Evidence of ancient Taino importing deer into the Caribbean

I never cease to be amazed at the unexpected discoveries made everyday by archeologists working in the Caribbean which indicate extensive interactions between our Antillean island ancestors and the contemporary people living on the mainland areas of both South America and Central America. I have often presented in my blogs in the past the fact that there is growing archeological material indicating the presence of objects on the Caribbean islands that could only have been brought there by people who had been either on the Maya regions of Mexico and Guatemala or in the Rainforest regions of the South American Orinoco River basin. Now in a publication first offered by the researcher Christina M. Giovas we are confronted with indisputable evidence that the ancient Taino not only had access to mainland deer belonging to two different species (including the common white tail so prevalent where I live) but also that those Taino ancestors went as far as actually carve and sculpt the bones of those deer in their unique Taino style.   

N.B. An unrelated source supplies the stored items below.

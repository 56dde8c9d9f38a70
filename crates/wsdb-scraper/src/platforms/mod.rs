//! Marketplace adapters and their registry.
//!
//! Every marketplace implements [`PlatformAdapter`] and is registered by
//! platform id; callers look adapters up in an [`AdapterRegistry`] instead of
//! branching on platform names. The three bundled marketplaces share one
//! driver, [`MarketplaceAdapter`], and differ only in their
//! [`MarketplaceProfile`]: URL builders, required anchors and parsers.

pub mod alibaba;
pub mod dhgate;
pub mod made_in_china;

use std::collections::{BTreeMap, HashSet};
use std::sync::{Arc, Mutex, PoisonError};

use async_trait::async_trait;
use regex::Regex;
use tokio_util::sync::CancellationToken;
use wsdb_core::{AppConfig, ConfigError, ListingStub};

use crate::canonical::{canonical_listing_key, clean_listing_url, normalize_image_url};
use crate::error::ScraperError;
use crate::extract::{
    extract_attr, find_meta_content, json_ld_product, key_value_rows, parse_price_range,
    parse_quantity_range,
};
use crate::fetch::{FailureKind, FetchAttempt, Fetcher, PageRequest};
use crate::sanitize::{clean_text, sanitize_title};
use crate::types::{RawDetail, RawTier};

#[derive(Debug, Clone, Default)]
pub struct SearchOptions {
    /// Overrides the adapter's headless default for this search.
    pub headless: Option<bool>,
    pub cancel: Option<CancellationToken>,
}

#[derive(Debug, Clone, Default)]
pub struct DetailOptions {
    /// Fetch even if this URL previously failed permanently.
    pub force: bool,
    /// Overrides the adapter's headless default for this fetch.
    pub headless: Option<bool>,
    pub cancel: Option<CancellationToken>,
}

/// Outcome of [`PlatformAdapter::fetch_detail`]: the raw detail, or the
/// failure kind that ended the attempt chain.
#[derive(Debug)]
pub struct DetailFetch {
    pub raw: Option<RawDetail>,
    pub failure: Option<FailureKind>,
    pub attempts: Vec<FetchAttempt>,
}

impl DetailFetch {
    fn failed(kind: FailureKind, attempts: Vec<FetchAttempt>) -> Self {
        Self {
            raw: None,
            failure: Some(kind),
            attempts,
        }
    }
}

/// Capability every marketplace exposes. Implementations never return
/// errors across this boundary: failures become empty results or a
/// `DetailFetch` with `raw = None`.
#[async_trait]
pub trait PlatformAdapter: Send + Sync {
    fn id(&self) -> &str;

    /// Paginated search, deduplicated by canonical URL, at most `limit` stubs.
    async fn search_listings(
        &self,
        query: &str,
        limit: usize,
        options: &SearchOptions,
    ) -> Vec<ListingStub>;

    async fn fetch_detail(&self, url: &str, options: &DetailOptions) -> DetailFetch;
}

The publication is called:

Continental connections and insular distributions: Deer bone artifacts of the precolumbian west indies a review and synthesis with new records November 2019

Christina M. Giovas of Simon Fraser University (Burnaby, British Columbia, Canada)

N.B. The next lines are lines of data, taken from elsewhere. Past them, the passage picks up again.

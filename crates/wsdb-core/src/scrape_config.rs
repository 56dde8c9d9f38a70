//! YAML scrape configuration: rate-bucket sizing and the seed deny-list of
//! known-bad image hashes.
//!
//! ```yaml
//! default_bucket:
//!   capacity: 10
//!   refill_rate: 1.0
//! rate_buckets:
//!   dhgate-detail:
//!     capacity: 30
//!     refill_rate: 0.5
//! bad_image_hashes:
//!   - 2fd4e1c67a2d28fced849ee1bb76e7391b93eb12
//! ```

use std::collections::{BTreeMap, HashSet};
use std::path::Path;

use serde::{Deserialize, Serialize};

use crate::ConfigError;

#[derive(Debug, Clone, Copy, PartialEq, Serialize, Deserialize)]
pub struct BucketConfig {
    /// Maximum tokens the bucket can hold.
    pub capacity: f64,
    /// Tokens added per second.
    pub refill_rate: f64,
}

impl Default for BucketConfig {
    fn default() -> Self {
        Self {
            capacity: 10.0,
            refill_rate: 1.0,
        }
    }
}

#[derive(Debug, Clone, Default, Serialize, Deserialize)]
pub struct ScrapeConfig {
    #[serde(default)]
    pub default_bucket: BucketConfig,
    /// Bucket sizing keyed by bucket name, e.g. `"dhgate-detail"`.
    #[serde(default)]
    pub rate_buckets: BTreeMap<String, BucketConfig>,
    /// Lower-case SHA-1 hex digests of normalized image URLs known to serve
    /// placeholders, banners, or platform logos.
    #[serde(default)]
    pub bad_image_hashes: Vec<String>,
}

impl ScrapeConfig {
    /// Bucket sizing for `name`, falling back to the default bucket.
    #[must_use]
    pub fn bucket(&self, name: &str) -> BucketConfig {
        self.rate_buckets
            .get(name)
            .copied()
            .unwrap_or(self.default_bucket)
    }
}

/// Load and validate the scrape configuration from a YAML file.
///
/// A missing file yields the built-in defaults; a present but unreadable or
/// invalid file is an error.
///
/// # Errors
///
/// Returns `ConfigError` if the file cannot be read, parsed, or fails validation.
pub fn load_scrape_config(path: &Path) -> Result<ScrapeConfig, ConfigError> {
    if !path.exists() {
        return Ok(ScrapeConfig::default());
    }

    let content = std::fs::read_to_string(path).map_err(|e| ConfigError::ScrapeFileIo {
        path: path.display().to_string(),
        source: e,
    })?;

    parse_scrape_config(&content)
}

/// Parse and validate scrape configuration from YAML text.
///
/// # Errors
///
/// Returns `ConfigError` if the YAML cannot be parsed or fails validation.
pub fn parse_scrape_config(content: &str) -> Result<ScrapeConfig, ConfigError> {
    let mut config: ScrapeConfig =
        serde_yaml::from_str(content).map_err(ConfigError::ScrapeFileParse)?;
    validate_scrape_config(&mut config)?;
    Ok(config)
}

fn validate_scrape_config(config: &mut ScrapeConfig) -> Result<(), ConfigError> {
    validate_bucket("default_bucket", &config.default_bucket)?;
    for (name, bucket) in &config.rate_buckets {
        if name.trim().is_empty() {
            return Err(ConfigError::Validation(
                "rate bucket name must be non-empty".to_string(),
            ));
        }
        validate_bucket(name, bucket)?;
    }

    let mut seen = HashSet::new();
    let mut hashes = Vec::with_capacity(config.bad_image_hashes.len());
    for raw in &config.bad_image_hashes {
        let hash = raw.trim().to_ascii_lowercase();
        if !is_sha1_hex(&hash) {
            return Err(ConfigError::Validation(format!(
                "bad image hash '{raw}' is not a 40-character hex digest"
            )));
        }
        if seen.insert(hash.clone()) {
            hashes.push(hash);
        }
    }
    config.bad_image_hashes = hashes;

    Ok(())
}

fn validate_bucket(name: &str, bucket: &BucketConfig) -> Result<(), ConfigError> {
    if !(bucket.capacity.is_finite() && bucket.capacity >= 1.0) {
        return Err(ConfigError::Validation(format!(
            "bucket '{name}' capacity must be at least 1, got {}",
            bucket.capacity
        )));
    }
    if !(bucket.refill_rate.is_finite() && bucket.refill_rate > 0.0) {
        return Err(ConfigError::Validation(format!(
            "bucket '{name}' refill_rate must be positive, got {}",
            bucket.refill_rate
        )));
    }
    Ok(())
}

/// Returns `true` for a 40-character lower-case hex string.
#[must_use]
pub fn is_sha1_hex(s: &str) -> bool {
    s.len() == 40 && s.bytes().all(|b| matches!(b, b'0'..=b'9' | b'a'..=b'f'))
}

#[cfg(test)]
mod tests {
    use super::*;

    const HASH: &str = "2fd4e1c67a2d28fced849ee1bb76e7391b93eb12";

    #[test]
    fn parses_buckets_and_hashes() {
        let yaml = format!(
            "default_bucket:\n  capacity: 5\n  refill_rate: 2.0\nrate_buckets:\n  dhgate-detail:\n    capacity: 30\n    refill_rate: 0.5\nbad_image_hashes:\n  - \"{}\"\n  - \"{HASH}\"\n",
            HASH.to_uppercase()
        );
        let config = parse_scrape_config(&yaml).unwrap();
        assert_eq!(
            config.bucket("dhgate-detail"),
            BucketConfig {
                capacity: 30.0,
                refill_rate: 0.5
            }
        );
        assert_eq!(config.bucket("unknown").capacity, 5.0);
        assert_eq!(config.bad_image_hashes, vec![HASH.to_owned()]);
    }

    #[test]
    fn empty_document_uses_defaults() {
        let config = parse_scrape_config("{}").unwrap();
        assert_eq!(config.default_bucket, BucketConfig::default());
        assert!(config.rate_buckets.is_empty());
        assert!(config.bad_image_hashes.is_empty());
    }

    #[test]
    fn rejects_zero_refill_rate() {
        let yaml = "rate_buckets:\n  a-search:\n    capacity: 3\n    refill_rate: 0\n";
        let err = parse_scrape_config(yaml).unwrap_err();
        assert!(matches!(err, ConfigError::Validation(ref m) if m.contains("refill_rate")));
    }

    #[test]
    fn rejects_fractional_capacity_below_one() {
        let yaml = "default_bucket:\n  capacity: 0.5\n  refill_rate: 1\n";
        let err = parse_scrape_config(yaml).unwrap_err();
        assert!(matches!(err, ConfigError::Validation(ref m) if m.contains("capacity")));
    }

    #[test]
    fn rejects_malformed_hash() {
        let yaml = "bad_image_hashes:\n  - not-a-hash\n";
        let err = parse_scrape_config(yaml).unwrap_err();
        assert!(matches!(err, ConfigError::Validation(ref m) if m.contains("not-a-hash")));
    }

    #[test]
    fn missing_file_yields_defaults() {
        let path = std::env::temp_dir().join("wsdb-no-such-scrape-config.yaml");
        let config = load_scrape_config(&path).unwrap();
        assert!(config.rate_buckets.is_empty());
    }

    #[test]
    fn invalid_yaml_is_parse_error() {
        let err = parse_scrape_config("rate_buckets: [").unwrap_err();
        assert!(matches!(err, ConfigError::ScrapeFileParse(_)));
    }

    #[test]
    fn bundled_scrape_config_is_valid() {
        let config = parse_scrape_config(include_str!("../../../config/scrape.yaml")).unwrap();
        assert_eq!(config.bucket("dhgate-detail").capacity, 20.0);
        assert_eq!(config.bucket("unknown-bucket"), config.default_bucket);
    }
}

Dr Giovas provides indisputable evidence in her publication that the ancient Caribbean people were familiar with deer parts such as leg bones and went as far as to actually carve them to create the typical incised pattern designs we are all familiar with. She speculates on the possibility that some of those deer may even have been brought alive to the islands from the mainland. I can only assume that these deer may even have been brought as pets as well as for food. The ancient Taino could not hunt deer on the islands because there were no native wild deer but they could trade with Indigenous people living on the mainland for deer meat, or live deer or deer bones to carve.

Dr Giovas offers a glimpse at a portion of a deer jaw that has been exquisitely sculpted with Taino incised designs.